This Will Only Hurt a Little - Busy Phillips

Right about the time I was wrapping up high school, I fell pretty hard for a brown haired boy and was so frustrated by the girl who wouldn't notice him for fear of ruining a friendship. Of course I'm talking about Pacey Witter and Dawson's Creek (Team Pacey, don't @ me). But then I went to college and so did Joey Potter and that's when I first saw Busy Phillips. I wasn't a huge fan of the character of Audrey. The writers and show runners so obviously wanted to place someone in juxtaposition to Katie Holmes' character and they went a lot overboard with Audrey in the process.

So I lost the thread on Busy Phillips for a while until she was gearing up to have a late night show on E! called Busy Tonight. Finally, said the feminist inside me. A late night show hosted by a woman. This is so great. Hmm 10 p.m. said practical sleepy me. And while I followed both the show and Busy Phillips on social media (instagram), I didn't stay up to watch any episodes. And inevitably the show was cancelled and I'm mega-bummed but also can only really blame myself.

Busy's book has been on my to-read pile for a while but it took some time to get around to it as the urgency of connecting the book with the show became lost. So, having no other knowledge of her career, I dug into this (audio) and really enjoyed it. Busy is honest AF about her life and irreverent of the system within which she works for her profession. Hollywood is about as rough and misogynist as I imagined. I really connected with her journey through balancing motherhood and work, and her loneliness following the birth of her first daughter. Being a new mother can be terribly isolating and society does not prepare men to become dads and shoulder ANY of the load. Men who have managed to figure out how to do this are going above the norm and this should change.

Busy on her show. At the end of the night she drank a margarita in her nightgown. 

I'm glad women like Busy exist to demand to take up space and give voice to some of the pitfalls women when we're trying to be polite. I'm only sad Busy's show was cancelled before she got a chance to have Glennon Doyle on. But, at least I can rewatch the Kristen Bell episode whenever I want to really live my best TV life. 

4/5 Stars. 

Tuesday, March 31, 2020

Untamed - Glennon Doyle

Sometimes you read something that is like a shot of adrenaline into your veins and you can feel the light and the knowledge pressing up against your skin from the inside. That is what reading Untamed does.
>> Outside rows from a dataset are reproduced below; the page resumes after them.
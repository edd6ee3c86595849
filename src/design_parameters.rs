use ads124s08::{Gain, PgaMode, Rate};
use fugit::MillisDurationU32;

/// The excitation voltage across the divider and the ADC reference voltage, in volts.
pub const SUPPLY_VOLTS: f32 = 2.5;

/// The fixed resistor on the high side of each thermistor divider, in ohms.
pub const DIVIDER_OHMS: f32 = 10_000.0;

/// The positive full scale code of the 24 bit ADC at unity gain.
pub const FULL_SCALE: f32 = (1u32 << 23) as f32;

/// PGA setting written for every channel. `FULL_SCALE` is only valid for unity gain.
pub const PGA_MODE: PgaMode = PgaMode::Bypass;
pub const PGA_GAIN: Gain = Gain::G1;

/// Output data rate used for every single-shot conversion.
pub const DATA_RATE: Rate = Rate::Sps20;

/// Time the analog front end needs after a reconfiguration before the conversion result is
/// trusted. This is a hardware floor given by the data rate and filter setting.
pub const SETTLE_DELAY: MillisDurationU32 = MillisDurationU32::millis(50);

/// Pause after stopping a conversion before the next channel is configured.
pub const CHANNEL_GAP: MillisDurationU32 = MillisDurationU32::millis(2);

/// Wait after the RESET opcode before the device registers can be read.
pub const RESET_DELAY: MillisDurationU32 = MillisDurationU32::millis(10);

/// Interval between device probes while the ADC is not detected at startup.
pub const PROBE_RETRY_DELAY: MillisDurationU32 = MillisDurationU32::millis(500);

/// Minimum spacing of the liveness notices.
pub const HEARTBEAT_PERIOD: MillisDurationU32 = MillisDurationU32::millis(5000);

// Thermistor (TDK, B25/100 = 3453 K) inverse-Beta parameters.
pub const THERMISTOR_T0: f32 = 298.15;
pub const THERMISTOR_INV_BETA: f32 = 2.896032436e-4;
pub const THERMISTOR_R0: f32 = 10_000.0;

// Reference probe Steinhart-Hart coefficients.
pub const REFERENCE_A: f32 = 1.032e-3;
pub const REFERENCE_B: f32 = 2.387e-4;
pub const REFERENCE_C: f32 = 1.580e-7;

/// Capacity of the host input line buffer in bytes.
pub const LINE_CAPACITY: usize = 64;

/// Capacity of one serialized outbound record in bytes.
pub const RECORD_CAPACITY: usize = 256;
//! Module for all hardware-specific setup of the acquisition board
pub use stm32h7xx_hal as hal;

use embedded_hal_compat::{markers::ForwardOutputPin, Forward};

pub mod delay;
pub mod design_parameters;
pub mod setup;
pub mod usb;

pub use usb::UsbSerial;

rtic_monotonics::systick_monotonic!(Systick, 1_000);

pub type UsbBus = hal::usb_hs::UsbBus<hal::usb_hs::USB2>;

// Type alias for the SPI bus shared with nothing but the ADC.
pub type Spi = Forward<hal::spi::Spi<hal::stm32::SPI1, hal::spi::Enabled>>;

// Type alias for the ADC chip select (active low).
pub type ChipSelect =
    Forward<hal::gpio::ErasedPin<hal::gpio::Output>, ForwardOutputPin>;

pub type Adc = ads124s08::Ads124s08<
    embedded_hal_bus::spi::ExclusiveDevice<
        Spi,
        ChipSelect,
        embedded_hal_bus::spi::NoDelay,
    >,
>;

// Type alias for the ADC nDRDY output (falling edge on conversion complete).
pub type DataReady = hal::gpio::PB0<hal::gpio::Input>;

#[inline(never)]
#[panic_handler]
fn panic(info: &core::panic::PanicInfo) -> ! {
    use core::{
        fmt::Write,
        sync::atomic::{AtomicBool, Ordering},
    };
    use cortex_m::asm;
    use rtt_target::{ChannelMode, UpChannel};

    cortex_m::interrupt::disable();

    // Recursion protection
    static PANICKED: AtomicBool = AtomicBool::new(false);
    while PANICKED.load(Ordering::Relaxed) {
        asm::bkpt();
    }
    PANICKED.store(true, Ordering::Relaxed);

    if let Some(mut channel) = unsafe { UpChannel::conjure(0) } {
        channel.set_mode(ChannelMode::BlockIfFull);
        writeln!(channel, "{}", info).ok();
    }

    asm::udf();
}

#[cortex_m_rt::exception]
unsafe fn HardFault(ef: &cortex_m_rt::ExceptionFrame) -> ! {
    panic!("HardFault at {:#?}", ef);
}

#[cortex_m_rt::exception]
unsafe fn DefaultHandler(irqn: i16) {
    panic!("Unhandled exception (IRQn = {})", irqn);
}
There were so many moments while reading this book that I placed my finger into the page, took a deep breath and just felt the truth of Glennon's words wash over me.

I'm not quite as sensitive as Glennon, but over time I've learned the same lessons about what the world expected of me as a woman. To be quiet. To take up as little space as possible. I've stayed quiet about things even when I knew the right answer. I'm a Enneagram 9 so I felt all of this book.

A lot of my remaining quiet or reserved was undone by a pretty marvelous high school experience surrounded by intelligent and independent women. And I'm lucky to have seen what living authentically can look like. Can I ask for more? Demand what I think I deserve? Not now.. not worth ruffling the feathers I used to think. And then I read: "Maybe in a different life. Isn't that interesting? As if I had more than one?"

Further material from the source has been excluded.